Falta de agua en tajamares obliga a dejar potreros abiertos o clausurarlos
Este sábado, después de 90 días sin llover, se registraron 14 milímetros en Treinta y Tres
La falta de agua en los tajamares obliga a los productores a dejar abiertos los potreros para que el ganado vaya a beber a otro lado, o directamente se clausuran. “La situación es bastante complicada”, reconoció el criador ganadero Omar Etorena, del departamento de Treinta y Tres.

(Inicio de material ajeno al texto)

//! Quota health classification.
//!
//! Maps a used/limit pair to a discrete tier for rendering progress
//! indicators. Pure and total: a zero limit classifies as
//! [`HealthTier::NotApplicable`] instead of dividing by zero.

use serde::{Deserialize, Serialize};

use crate::status::StatusPresentation;

/// Usage ratio (percent) at or above which a quota is critical.
pub const CRITICAL_THRESHOLD_PERCENT: f64 = 90.0;
/// Usage ratio (percent) at or above which a quota is running low.
pub const LOW_THRESHOLD_PERCENT: f64 = 70.0;

/// How close a quota-bound resource is to exhaustion.
#[derive(Debug, Clone, Copy, PartialEq, Eq, Serialize, Deserialize)]
#[serde(rename_all = "snake_case")]
pub enum HealthTier {
    /// Comfortably below the warning threshold.
    Ok,
    /// At or above 70% of the limit.
    Low,
    /// At or above 90% of the limit.
    Critical,
    /// No meaningful ratio exists (zero limit).
    NotApplicable,
}

impl HealthTier {
    pub fn as_str(&self) -> &'static str {
        match self {
            Self::Ok => "ok",
            Self::Low => "low",
            Self::Critical => "critical",
            Self::NotApplicable => "not_applicable",
        }
    }

    /// Display entry for progress indicators.
    pub fn presentation(&self) -> StatusPresentation {
        match self {
            Self::Ok => StatusPresentation::new("bg-green-500", "\u{1F7E2}", "OK"),
            Self::Low => StatusPresentation::new("bg-yellow-500", "\u{1F7E1}", "LOW"),
            Self::Critical => StatusPresentation::new("bg-red-500", "\u{1F534}", "CRITICAL"),
            Self::NotApplicable => StatusPresentation::new("bg-slate-500", "\u{26AA}", "N/A"),
        }
    }
}

impl std::fmt::Display for HealthTier {
    fn fmt(&self, f: &mut std::fmt::Formatter<'_>) -> std::fmt::Result {
        f.write_str(self.as_str())
    }
}

/// Classified quota state for one service.
#[derive(Debug, Clone, Copy, PartialEq, Serialize)]
pub struct QuotaHealth {
    pub tier: HealthTier,
    /// Usage as a percentage of the limit, clamped to 100.
    pub ratio_percent: f64,
    pub used: u64,
    pub limit: u64,
}

/// Classify a used/limit pair into a health tier.
///
/// A zero limit means the service has no meaningful quota; the ratio is
/// reported as 0 and the tier as `not_applicable`. Otherwise the ratio is
/// `min(used/limit, 1) * 100` with both thresholds boundary-inclusive.
pub fn classify_quota(used: u64, limit: u64) -> QuotaHealth {
    if limit == 0 {
        return QuotaHealth {
            tier: HealthTier::NotApplicable,
            ratio_percent: 0.0,
            used,
            limit,
        };
    }

    // used * 100 / limit keeps integer-valued boundaries (70%, 90%) exact
    // in f64, so the inclusive threshold comparisons are reliable.
    let ratio_percent = ((used as f64) * 100.0 / (limit as f64)).min(100.0);

    let tier = if ratio_percent >= CRITICAL_THRESHOLD_PERCENT {
        HealthTier::Critical
    } else if ratio_percent >= LOW_THRESHOLD_PERCENT {
        HealthTier::Low
    } else {
        HealthTier::Ok
    };

    QuotaHealth {
        tier,
        ratio_percent,
        used,
        limit,
    }
}
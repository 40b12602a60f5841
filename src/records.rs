//! Call-record data model.
//!
//! Records are produced by external API-call loggers as append-only JSON
//! arrays, one log per service. Two metering shapes exist: token-metered
//! (LLM calls) and duration-metered (conversation sessions). Which shape a
//! log uses is decided by the caller per service, never inferred from the
//! fields present in a record.
//!
//! All fields default when absent so that a malformed record is counted
//! rather than dropped: missing counters contribute zero, a missing
//! `success` flag counts as success.

use serde::{Deserialize, Serialize};

/// One logged token-metered API call.
#[derive(Debug, Clone, Default, Serialize, Deserialize)]
pub struct TokenCallRecord {
    /// ISO-8601 timestamp as written by the logger. Kept opaque; the
    /// aggregator never orders or filters by time.
    #[serde(default)]
    pub timestamp: String,

    /// Model identifier, when the logger recorded one.
    #[serde(default, skip_serializing_if = "Option::is_none")]
    pub model: Option<String>,

    /// Prompt tokens consumed by this call.
    #[serde(default)]
    pub input_tokens: u64,

    /// Completion tokens produced by this call.
    #[serde(default)]
    pub output_tokens: u64,

    /// Whether the call succeeded. Absent means success.
    #[serde(default = "default_success")]
    pub success: bool,
}

fn default_success() -> bool {
    true
}

/// Lifecycle state of a duration-metered session record.
///
/// Loggers write free-form status strings; anything other than `started`
/// or `ended` maps to [`SessionState::Other`] and is excluded from both
/// the completed and active counts.
#[derive(Debug, Clone, Copy, Default, PartialEq, Eq, Serialize, Deserialize)]
#[serde(rename_all = "snake_case")]
pub enum SessionState {
    Started,
    Ended,
    #[default]
    #[serde(other)]
    Other,
}

impl SessionState {
    pub fn as_str(&self) -> &'static str {
        match self {
            Self::Started => "started",
            Self::Ended => "ended",
            Self::Other => "other",
        }
    }
}

/// One logged duration-metered session.
#[derive(Debug, Clone, Default, Serialize, Deserialize)]
pub struct DurationCallRecord {
    /// ISO-8601 timestamp as written by the logger.
    #[serde(default)]
    pub timestamp: String,

    /// Session lifecycle state.
    #[serde(default)]
    pub status: SessionState,

    /// Session length in seconds. Absent for sessions the logger never
    /// closed out; billing rules for absent durations live in the
    /// aggregator, not here.
    #[serde(default, skip_serializing_if = "Option::is_none")]
    pub duration_seconds: Option<f64>,
}
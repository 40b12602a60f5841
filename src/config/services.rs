//! Per-service configuration.

use std::path::PathBuf;
use std::time::Duration;

use serde::{Deserialize, Serialize};

use crate::probe::DEFAULT_API_KEY_HEADER;

/// Which usage log shape a service is metered by.
///
/// Explicit, per the service being configured — the summarizer is never
/// chosen by sniffing record fields at runtime.
#[derive(Debug, Clone, Copy, Default, PartialEq, Eq, Serialize, Deserialize)]
#[serde(rename_all = "snake_case")]
pub enum MeteringMode {
    /// Token-metered log (LLM calls); summaries carry token counts and cost.
    Tokens,
    /// Duration-metered log (sessions); summaries carry billable minutes.
    Duration,
    /// No usage log for this service.
    #[default]
    None,
}

/// Configuration for one external service.
#[derive(Debug, Clone, Serialize, Deserialize)]
#[serde(deny_unknown_fields)]
pub struct ServiceConfig {
    /// URL the reachability probe GETs. Omit for log-only services,
    /// which report `unknown` status.
    #[serde(default, skip_serializing_if = "Option::is_none")]
    pub url: Option<String>,

    /// API key sent with the probe, typically interpolated from the
    /// environment. Leave unset to have a key-requiring service report
    /// `no_key` instead of probing.
    #[serde(default, skip_serializing_if = "Option::is_none")]
    pub api_key: Option<String>,

    /// Header the API key is sent in.
    #[serde(default = "default_api_key_header")]
    pub api_key_header: String,

    /// Whether this service needs an API key at all. Services that don't
    /// (local daemons) probe unauthenticated.
    #[serde(default)]
    pub requires_api_key: bool,

    /// Per-probe deadline in seconds.
    #[serde(default = "default_timeout_secs")]
    pub timeout_secs: u64,

    /// Usage log shape for this service.
    #[serde(default)]
    pub metering: MeteringMode,

    /// Path to the service's usage log. Required when `metering` is not
    /// `none`.
    #[serde(default, skip_serializing_if = "Option::is_none")]
    pub usage_log: Option<PathBuf>,
}

fn default_api_key_header() -> String {
    DEFAULT_API_KEY_HEADER.to_string()
}

fn default_timeout_secs() -> u64 {
    5
}

impl Default for ServiceConfig {
    fn default() -> Self {
        Self {
            url: None,
            api_key: None,
            api_key_header: default_api_key_header(),
            requires_api_key: false,
            timeout_secs: default_timeout_secs(),
            metering: MeteringMode::None,
            usage_log: None,
        }
    }
}

impl ServiceConfig {
    pub fn timeout(&self) -> Duration {
        Duration::from_secs(self.timeout_secs)
    }

    /// Check this service's configuration for internal consistency.
    pub(crate) fn validate(&self) -> Result<(), String> {
        if self.timeout_secs == 0 {
            return Err("timeout_secs must be at least 1".to_string());
        }
        if self.timeout_secs > 300 {
            return Err(format!(
                "timeout_secs must be at most 300, got {}",
                self.timeout_secs
            ));
        }
        if self.metering != MeteringMode::None && self.usage_log.is_none() {
            return Err(format!(
                "metering = \"{}\" requires usage_log to be set",
                match self.metering {
                    MeteringMode::Tokens => "tokens",
                    MeteringMode::Duration => "duration",
                    MeteringMode::None => unreachable!(),
                }
            ));
        }
        Ok(())
    }
}
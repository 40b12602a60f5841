//! Composite status collection.
//!
//! A [`StatusCollector`] holds the registered services — each with an
//! optional probe and an optional usage log — and assembles the composite
//! [`StatusReport`] on demand. Probes run concurrently, each bounded by
//! its own deadline. The report is always well-formed: a log that fails
//! to load degrades to an empty summary with a warning rather than
//! failing the whole collection.

use std::path::PathBuf;
use std::sync::Arc;

use crate::config::{MeteringMode, StatusConfig};
use crate::health::classify_quota;
use crate::pricing::TokenPricing;
use crate::probe::{HttpProbe, ServiceProbe};
use crate::status::{ServiceReport, StatusReport};
use crate::store;
use crate::usage::{self, DurationUsageSummary, TokenUsageSummary, UsageSummary};

/// Which usage log a service is metered by. Chosen explicitly at
/// registration; never inferred from the log contents.
#[derive(Debug, Clone)]
pub enum UsageLog {
    Tokens {
        path: PathBuf,
        pricing: TokenPricing,
    },
    Duration {
        path: PathBuf,
    },
}

struct ServiceEntry {
    name: String,
    probe: Option<Arc<dyn ServiceProbe>>,
    usage: Option<UsageLog>,
}

/// Registry of services to probe and summarize.
pub struct StatusCollector {
    client: reqwest::Client,
    services: Vec<ServiceEntry>,
}

impl std::fmt::Debug for StatusCollector {
    fn fmt(&self, f: &mut std::fmt::Formatter<'_>) -> std::fmt::Result {
        f.debug_struct("StatusCollector")
            .field(
                "services",
                &self.services.iter().map(|s| &s.name).collect::<Vec<_>>(),
            )
            .finish_non_exhaustive()
    }
}

impl StatusCollector {
    pub fn new(client: reqwest::Client) -> Self {
        Self {
            client,
            services: Vec::new(),
        }
    }

    /// Build a collector from configuration, constructing an [`HttpProbe`]
    /// for every service with a URL. Fails only on configuration problems
    /// (an unparseable URL); runtime trouble stays inside the report.
    pub fn from_config(config: &StatusConfig) -> Result<Self, crate::config::ConfigError> {
        let mut collector = Self::new(reqwest::Client::new());

        for (name, service) in &config.services {
            let probe = match &service.url {
                Some(raw) => {
                    let url = url::Url::parse(raw).map_err(|e| {
                        crate::config::ConfigError::Validation(format!(
                            "service {name}: invalid url {raw:?}: {e}"
                        ))
                    })?;
                    let mut probe =
                        HttpProbe::new(name.clone(), url).with_timeout(service.timeout());
                    if service.requires_api_key {
                        probe = probe
                            .with_api_key(service.api_key_header.clone(), service.api_key.clone());
                    }
                    Some(Arc::new(probe) as Arc<dyn ServiceProbe>)
                }
                None => None,
            };

            let usage = match service.metering {
                MeteringMode::Tokens => service.usage_log.clone().map(|path| UsageLog::Tokens {
                    path,
                    pricing: config.pricing,
                }),
                MeteringMode::Duration => service
                    .usage_log
                    .clone()
                    .map(|path| UsageLog::Duration { path }),
                MeteringMode::None => None,
            };

            collector.register(name.clone(), probe, usage);
        }

        Ok(collector)
    }

    /// Register a service by name.
    ///
    /// A service without a probe reports `unknown` status; a service
    /// without a usage log reports no usage summary.
    pub fn register(
        &mut self,
        name: impl Into<String>,
        probe: Option<Arc<dyn ServiceProbe>>,
        usage: Option<UsageLog>,
    ) {
        self.services.push(ServiceEntry {
            name: name.into(),
            probe,
            usage,
        });
    }

    pub fn is_empty(&self) -> bool {
        self.services.is_empty()
    }

    pub fn service_count(&self) -> usize {
        self.services.len()
    }

    /// Probe every registered service and assemble the composite report.
    ///
    /// Probes run concurrently; each is bounded by its own timeout, so
    /// collection latency is the slowest single deadline, not the sum.
    pub async fn collect(&self) -> StatusReport {
        let checks = self.services.iter().map(|entry| async {
            let report = collect_service(&self.client, entry).await;
            (entry.name.clone(), report)
        });

        let services = futures::future::join_all(checks).await.into_iter().collect();
        StatusReport::new(services)
    }
}

async fn collect_service(client: &reqwest::Client, entry: &ServiceEntry) -> ServiceReport {
    let mut report = match &entry.probe {
        Some(probe) => {
            let reading = probe.probe(client).await;
            let mut report = ServiceReport::from_outcome(&reading.outcome);
            if let Some(sample) = reading.quota {
                report.quota = Some(classify_quota(sample.used, sample.limit));
            }
            report
        }
        None => ServiceReport::unknown(),
    };

    match report.error.as_deref() {
        Some(error) => tracing::warn!(
            service = %entry.name,
            status = %report.status,
            latency_ms = report.latency_ms,
            error,
            "Service probe failed"
        ),
        None => tracing::debug!(
            service = %entry.name,
            status = %report.status,
            latency_ms = report.latency_ms,
            "Service probe completed"
        ),
    }

    report.usage = entry.usage.as_ref().map(|log| summarize_log(&entry.name, log));
    report
}

/// Load and reduce one usage log. Store failures degrade to an empty
/// summary of the right shape so the report stays well-formed.
fn summarize_log(service: &str, log: &UsageLog) -> UsageSummary {
    match log {
        UsageLog::Tokens { path, pricing } => match store::load_token_log(path) {
            Ok(records) => UsageSummary::Tokens(usage::summarize_token_usage(&records, pricing)),
            Err(e) => {
                tracing::warn!(
                    service,
                    path = %path.display(),
                    error = %e,
                    "Failed to load token usage log, reporting empty summary"
                );
                UsageSummary::Tokens(TokenUsageSummary::default())
            }
        },
        UsageLog::Duration { path } => match store::load_duration_log(path) {
            Ok(records) => UsageSummary::Duration(usage::summarize_duration_usage(&records)),
            Err(e) => {
                tracing::warn!(
                    service,
                    path = %path.display(),
                    error = %e,
                    "Failed to load duration usage log, reporting empty summary"
                );
                UsageSummary::Duration(DurationUsageSummary::default())
            }
        },
    }
}

#[cfg(test)]
mod tests {
    use std::io::Write;

    use async_trait::async_trait;
    use tempfile::NamedTempFile;

    use super::*;
    use crate::probe::{ProbeReading, QuotaSample};
    use crate::status::{ProbeOutcome, ServiceStatus};

    struct FixedProbe {
        name: String,
        reading: ProbeReading,
    }

    impl FixedProbe {
        fn new(name: &str, reading: ProbeReading) -> Arc<dyn ServiceProbe> {
            Arc::new(Self {
                name: name.to_string(),
                reading,
            })
        }
    }

    #[async_trait]
    impl ServiceProbe for FixedProbe {
        fn name(&self) -> &str {
            &self.name
        }

        async fn probe(&self, _client: &reqwest::Client) -> ProbeReading {
            self.reading.clone()
        }
    }

    fn online_reading() -> ProbeReading {
        ProbeReading::new(ProbeOutcome::Responded {
            latency_ms: 12,
            status_code: 200,
        })
    }

    #[tokio::test]
    async fn test_empty_collector_yields_empty_report() {
        let collector = StatusCollector::new(reqwest::Client::new());
        assert!(collector.is_empty());

        let report = collector.collect().await;
        assert!(report.services.is_empty());
    }

    #[tokio::test]
    async fn test_service_without_probe_is_unknown() {
        let mut collector = StatusCollector::new(reqwest::Client::new());
        collector.register("log-only", None, None);

        let report = collector.collect().await;
        assert_eq!(report.get("log-only").unwrap().status, ServiceStatus::Unknown);
    }

    #[tokio::test]
    async fn test_quota_sample_is_classified() {
        let mut collector = StatusCollector::new(reqwest::Client::new());
        collector.register(
            "elevenlabs",
            Some(FixedProbe::new(
                "elevenlabs",
                online_reading().with_quota(QuotaSample {
                    used: 9_500,
                    limit: 10_000,
                }),
            )),
            None,
        );

        let report = collector.collect().await;
        let quota = report.get("elevenlabs").unwrap().quota.unwrap();
        assert_eq!(quota.ratio_percent, 95.0);
        assert_eq!(quota.tier, crate::health::HealthTier::Critical);
    }

    #[tokio::test]
    async fn test_token_log_is_summarized() {
        let mut file = NamedTempFile::new().unwrap();
        file.write_all(
            br#"[{"input_tokens": 1000, "output_tokens": 500},
                {"input_tokens": 2000, "output_tokens": 1000, "success": false}]"#,
        )
        .unwrap();

        let mut collector = StatusCollector::new(reqwest::Client::new());
        collector.register(
            "gemini",
            Some(FixedProbe::new("gemini", online_reading())),
            Some(UsageLog::Tokens {
                path: file.path().to_path_buf(),
                pricing: TokenPricing::default(),
            }),
        );

        let report = collector.collect().await;
        let entry = report.get("gemini").unwrap();
        assert_eq!(entry.status, ServiceStatus::Online);

        match entry.usage.as_ref().unwrap() {
            UsageSummary::Tokens(summary) => {
                assert_eq!(summary.total_calls, 2);
                assert_eq!(summary.total_tokens, 4_500);
                assert_eq!(summary.failed_calls, 1);
            }
            other => panic!("expected token summary, got {other:?}"),
        }
    }

    #[tokio::test]
    async fn test_missing_log_reports_empty_summary() {
        let mut collector = StatusCollector::new(reqwest::Client::new());
        collector.register(
            "tavus",
            Some(FixedProbe::new("tavus", online_reading())),
            Some(UsageLog::Duration {
                path: PathBuf::from("/nonexistent/tavus_log.json"),
            }),
        );

        let report = collector.collect().await;
        match report.get("tavus").unwrap().usage.as_ref().unwrap() {
            UsageSummary::Duration(summary) => {
                assert_eq!(*summary, DurationUsageSummary::default());
            }
            other => panic!("expected duration summary, got {other:?}"),
        }
    }

    #[tokio::test]
    async fn test_corrupt_log_degrades_to_empty_summary() {
        let mut file = NamedTempFile::new().unwrap();
        file.write_all(b"{ definitely not a json array").unwrap();

        let mut collector = StatusCollector::new(reqwest::Client::new());
        collector.register(
            "gemini",
            None,
            Some(UsageLog::Tokens {
                path: file.path().to_path_buf(),
                pricing: TokenPricing::default(),
            }),
        );

        let report = collector.collect().await;
        match report.get("gemini").unwrap().usage.as_ref().unwrap() {
            UsageSummary::Tokens(summary) => {
                assert_eq!(*summary, TokenUsageSummary::default());
            }
            other => panic!("expected token summary, got {other:?}"),
        }
    }

    #[tokio::test]
    async fn test_one_failing_probe_does_not_poison_others() {
        let mut collector = StatusCollector::new(reqwest::Client::new());
        collector.register(
            "up",
            Some(FixedProbe::new("up", online_reading())),
            None,
        );
        collector.register(
            "down",
            Some(FixedProbe::new(
                "down",
                ProbeReading::new(ProbeOutcome::Unreachable {
                    error: "connection refused".to_string(),
                }),
            )),
            None,
        );

        let report = collector.collect().await;
        assert_eq!(report.get("up").unwrap().status, ServiceStatus::Online);

        let down = report.get("down").unwrap();
        assert_eq!(down.status, ServiceStatus::Offline);
        assert_eq!(down.error.as_deref(), Some("connection refused"));
    }
}
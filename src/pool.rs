//! A caller-side arena that owns source graph nodes at stable addresses.
//!
//! The codec encodes graphs reached through raw pointers; the pool is the
//! simplest way to build such a graph. Allocations live until the pool is
//! dropped, so pointers handed out here stay valid across the whole
//! encoding pass. The pool is not part of the codec itself and never
//! appears in an encoded image.

use std::cell::RefCell;

use crate::raw::RawSlice;

type Cleanup = Box<dyn FnOnce()>;

/// An arena of individually allocated values and arrays, freed together
/// when the pool drops.
#[derive(Default)]
pub struct Pool {
    cleanups: RefCell<Vec<Cleanup>>,
}

impl Pool {
    /// Creates an empty pool.
    pub fn new() -> Self {
        Self::default()
    }

    /// Allocates `value` at a stable address owned by the pool.
    pub fn element<T: 'static>(&self, value: T) -> *mut T {
        let ptr = Box::into_raw(Box::new(value));
        self.cleanups
            .borrow_mut()
            .push(Box::new(move || unsafe { drop(Box::from_raw(ptr)) }));
        ptr
    }

    /// Moves `values` into a pool-owned contiguous allocation and returns
    /// a [`RawSlice`] over it.
    pub fn array<T: 'static>(&self, values: Vec<T>) -> RawSlice<T> {
        let boxed = values.into_boxed_slice();
        let len = boxed.len();
        let raw = Box::into_raw(boxed);
        let start = raw.cast::<T>();
        self.cleanups
            .borrow_mut()
            .push(Box::new(move || unsafe { drop(Box::from_raw(raw)) }));
        RawSlice::new(start, len)
    }
}

impl Drop for Pool {
    fn drop(&mut self) {
        for cleanup in self.cleanups.get_mut().drain(..) {
            cleanup();
        }
    }
}

impl std::fmt::Debug for Pool {
    fn fmt(&self, f: &mut std::fmt::Formatter<'_>) -> std::fmt::Result {
        f.debug_struct("Pool")
            .field("allocations", &self.cleanups.borrow().len())
            .finish()
    }
}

El productor informó a El Observador que el sábado llovieron 14 milímetros y hacía 90 días que no se registraban precipitaciones. Por supuesto el registro fue muy insuficiente, sin embargo el estado de las aguadas en la zona es bastante bueno, ya que esos campos son quebradizos y las cañadas circulan bien.
Indicó que hay pasto pero que es de muy mala calidad. Se pasó de una oferta forrajera abundante hasta enero, cuando hubo un importante nivel de lluvias, y luego dejó de llover, lo que impidió el rebrote de las pasturas. “Hay fibra corta y amarilla, de mala calidad”, explicó.
Comentó que en el establecimientos se hicieron fardos que estiman serán muy útiles en los próximos meses, además se está pensando en racionar las categorías menores como las terneras de recría.
Etorena indicó que las cargas de su establecimiento están siendo bien administradas. Todos los terneros se venden en esta época del año y parte de las hembras queda en el rodeo. “No pensamos vender nada por sobrecarga, porque las cargas se estabilizan con la venta de producción de otoño”, explicó.